Against that backdrop, Bush faces a daunting challenge in getting Congress to renew the Trade Promotion Authority, also known as fast-track authority. It lets the president negotiate trade deals that Congress must approve without amendments. That authority expires on July 1.
'Further trade liberalization, particularly in services, could bring even larger gains to American consumers, firms and workers,' according to the report.
The Bush administration argues that the way to deal with the trade deficit is through free-trade policies that make it easier for U.S. companies to do business abroad. Getting China to move to a more flexible currency system, another administration goal, also would help U.S. exporters.
A technical chapter in the president's economic report dealt with currency markets and exchange rates. It mentioned that 'economic theory does not dictate a clear preference' between two different monetary policy tools countries may use to influence economic activity. One way is for a country's central bank to set short-term interest rates; another way is to rely on linking the value of the country's exchange rate to another currency.

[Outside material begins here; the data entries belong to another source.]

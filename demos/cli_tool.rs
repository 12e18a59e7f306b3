//! CLI Tool Example
//!
//! This example extracts rental records from a landlord workbook and prints them,
//! and optionally asks a question about them through the Groq chat API.
//!
//! ```text
//! cargo run --example cli_tool -- rent.xlsx --format markdown
//! GROQ_API_KEY=... cargo run --example cli_tool --features groq -- rent.xlsx --ask "Who hasn't paid?"
//! ```

use std::io;
use std::process;
use rentsheet::{render_entries, ExtractorBuilder, OutputFormat, RentsheetError};

fn main() {
    let args: Vec<String> = std::env::args().collect();

    if args.len() < 2 {
        eprintln!("Usage: {} <workbook> [options]", args[0]);
        eprintln!("\nOptions:");
        eprintln!("  --format <context|markdown|json>  Output format (default: context)");
        eprintln!("  --report                          Print per-sheet diagnostics to stderr");
        eprintln!("  --ask <question>                  Ask a question (requires the `groq` feature)");
        eprintln!("\nExamples:");
        eprintln!("  {} rent.xlsx", args[0]);
        eprintln!("  {} rent.xlsx --format json", args[0]);
        eprintln!("  {} rent.xlsx --ask \"Who hasn't paid?\"", args[0]);
        process::exit(1);
    }

    let input_path = &args[1];

    // Parse options
    let mut format = OutputFormat::Context;
    let mut show_report = false;
    let mut question: Option<String> = None;
    let mut i = 2;
    while i < args.len() {
        match args[i].as_str() {
            "--format" => {
                if i + 1 >= args.len() {
                    eprintln!("Error: --format requires a value");
                    process::exit(1);
                }
                format = match args[i + 1].as_str() {
                    "context" => OutputFormat::Context,
                    "markdown" => OutputFormat::Markdown,
                    "json" => OutputFormat::Json,
                    other => {
                        eprintln!("Error: Unknown format: {}", other);
                        process::exit(1);
                    }
                };
                i += 2;
            }
            "--report" => {
                show_report = true;
                i += 1;
            }
            "--ask" => {
                if i + 1 >= args.len() {
                    eprintln!("Error: --ask requires a question");
                    process::exit(1);
                }
                question = Some(args[i + 1].clone());
                i += 2;
            }
            _ => {
                eprintln!("Error: Unknown option: {}", args[i]);
                process::exit(1);
            }
        }
    }

    let result = match question {
        Some(ref q) => ask(input_path, q),
        None => extract(input_path, format, show_report),
    };

    if let Err(e) = result {
        handle_error(e);
        process::exit(1);
    }
}

fn extract(input_path: &str, format: OutputFormat, show_report: bool) -> Result<(), RentsheetError> {
    let extractor = ExtractorBuilder::new().build()?;
    let report = extractor.extract_path_report(input_path)?;

    if show_report {
        for sheet in &report.sheets {
            match sheet.skip {
                Some(ref reason) => eprintln!("{}: skipped ({})", sheet.name, reason),
                None => eprintln!(
                    "{}: {:?}, {} records, {} malformed groups",
                    sheet.name, sheet.kind, sheet.records, sheet.skipped_groups
                ),
            }
        }
    }

    let stdout = io::stdout();
    render_entries(&report.entries, format, stdout.lock())
}

#[cfg(feature = "groq")]
fn ask(input_path: &str, question: &str) -> Result<(), RentsheetError> {
    use rentsheet::{Assistant, Extractor, GroqClient};

    let assistant = Assistant::new(Extractor::default(), GroqClient::from_env()?);

    for reply in assistant.handle_upload(input_path) {
        eprintln!("{}", reply);
    }
    for reply in assistant.handle_question(question) {
        println!("{}", reply);
    }
    Ok(())
}

#[cfg(not(feature = "groq"))]
fn ask(_input_path: &str, _question: &str) -> Result<(), RentsheetError> {
    Err(RentsheetError::Config(
        "--ask requires building with `--features groq`".to_string(),
    ))
}

fn handle_error(error: RentsheetError) {
    match error {
        RentsheetError::Io(io_err) => {
            eprintln!("I/O Error: {}", io_err);
            eprintln!("Please check that the file exists and you have permission to access it.");
        }
        RentsheetError::Parse(parse_err) => {
            eprintln!("Parse Error: {}", parse_err);
            eprintln!("The file may not be a valid workbook or may be corrupted.");
        }
        RentsheetError::Config(msg) => {
            eprintln!("Configuration Error: {}", msg);
        }
        RentsheetError::Json(json_err) => {
            eprintln!("JSON Error: {}", json_err);
        }
        RentsheetError::SecurityViolation(msg) => {
            eprintln!("Security Violation: {}", msg);
            eprintln!("The file violates security constraints (e.g., file size limit).");
        }
        RentsheetError::Model(msg) | RentsheetError::RequestTooLarge(msg) => {
            eprintln!("Model Error: {}", msg);
        }
    }
}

Asked how this squares with the administration's policy regarding China's currency practices, Edward Lazear, chairman of the White House's Council of Economic Advisers, said the chapter aimed to be an academic discussion on how currency markets function, not a message about appropriate exchange rate policy, which is left to the president and Treasury Secretary Henry Paulson, he said.

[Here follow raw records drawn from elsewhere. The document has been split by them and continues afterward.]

//! Dataset Slot
//!
//! 最新のアップロード結果を1つだけ保持するメモリ上の領域。
//! 新しいアップロードのたびに丸ごと置き換えられます。永続化はしません。

use std::sync::{Arc, PoisonError, RwLock};

use crate::types::RentalEntry;

/// 「最新アップロード」スロット
///
/// 抽出処理自体は状態を持たず、このスロットを所有するのは呼び出し側（チャット連携層）です。
/// 読み手は`snapshot()`で取得した`Arc`を保持している間、置き換えの影響を受けません。
#[derive(Debug, Default)]
pub struct DatasetSlot {
    current: RwLock<Arc<Vec<RentalEntry>>>,
}

impl DatasetSlot {
    /// 空のスロットを作成
    pub fn new() -> Self {
        Self::default()
    }

    /// データセットを置き換える
    pub fn replace(&self, entries: Vec<RentalEntry>) {
        let mut current = self.current.write().unwrap_or_else(PoisonError::into_inner);
        *current = Arc::new(entries);
    }

    /// 現在のデータセットを取得する
    pub fn snapshot(&self) -> Arc<Vec<RentalEntry>> {
        let current = self.current.read().unwrap_or_else(PoisonError::into_inner);
        Arc::clone(&current)
    }

    /// レコード数
    pub fn len(&self) -> usize {
        self.snapshot().len()
    }

    /// データセットが空かどうか
    pub fn is_empty(&self) -> bool {
        self.snapshot().is_empty()
    }

    /// データセットを破棄する
    pub fn clear(&self) {
        self.replace(Vec::new());
    }
}

#[cfg(test)]
mod tests {
    use super::*;
    use crate::api::SheetType;

    fn entry(unit: &str) -> RentalEntry {
        RentalEntry {
            source: "JAN".to_string(),
            sheet_type: SheetType::Summary,
            unit: unit.to_string(),
            tenant: None,
            month: "JAN".to_string(),
            expected_rent: 1.0,
            amount_paid: 1.0,
            balance: 0.0,
            water: None,
        }
    }

    #[test]
    fn test_replace_overwrites_previous_upload() {
        let slot = DatasetSlot::new();
        assert!(slot.is_empty());

        slot.replace(vec![entry("A1"), entry("A2")]);
        assert_eq!(slot.len(), 2);

        slot.replace(vec![entry("B1")]);
        assert_eq!(slot.len(), 1);
        assert_eq!(slot.snapshot()[0].unit, "B1");
    }

    #[test]
    fn test_snapshot_is_stable_across_replace() {
        let slot = DatasetSlot::new();
        slot.replace(vec![entry("A1")]);

        let before = slot.snapshot();
        slot.clear();

        assert_eq!(before.len(), 1);
        assert!(slot.is_empty());
    }
}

Critics contend that China is keeping its currency artificially low, giving Chinese companies a big trade advantage over U.S. companies. The United States has a record $202 billion trade deficit with China alone, the greatest ever with a single country.
Irked by China's currency and trade policies, some Democrats and Republicans in Congress want to impose hefty tariffs on Chinese made goods flowing into the United States.
On other matters, Bush also talked about restraining growth in Medicare and Medicaid and the need to financially shore up Social Security as a wave of retiring baby boomers will place massive strains on the government's resources. And, he promoted his plan to balance the budget while not raising taxes.
Bush, in a budget plan sent to Congress last week, proposed balancing the budget by 2012, three years after he has left office. That would be done by spending restraints. Bush's plan would make his first-term tax cuts permanent, which the administration says is key to maintaining economic growth.
Democrats charged that the president's budget plan works only on paper and that it is based on overly optimistic assumptions about how much revenue the economy will generate and leaves out expensive items, such as further war costs after 2009.
On immigration, the report said that 'effective immigration policy can curtail illegal immigration and at the same time promote America's national and economic interests.'
Looking back on last year, Bush said the economy turned in a solid performance despite the ill effects of the residential real estate bust.
The economy grew by 3.4% last year, as measured by gross domestic product from the fourth quarter of 2005 to the fourth quarter of 2006.
The president's report projects that economic growth will slow to 2.9% this year, reflecting lingering fallout from the housing slump. Next year growth will pick up, with the economy expanding by 3.1%.
The nation's unemployment rate, which averaged a six-year low of 4.6% in 2006, should hold steady at that rate this year and then edge up to 4.8% in 2008, the White House estimates.
Inflation, as measured by the Consumer Price Index, is expected to edge up 2.6% both this year and next. Last year, consumer prices rose by 2.5%, the smallest increase in three years. The improvement came as once-surging energy prices calmed down.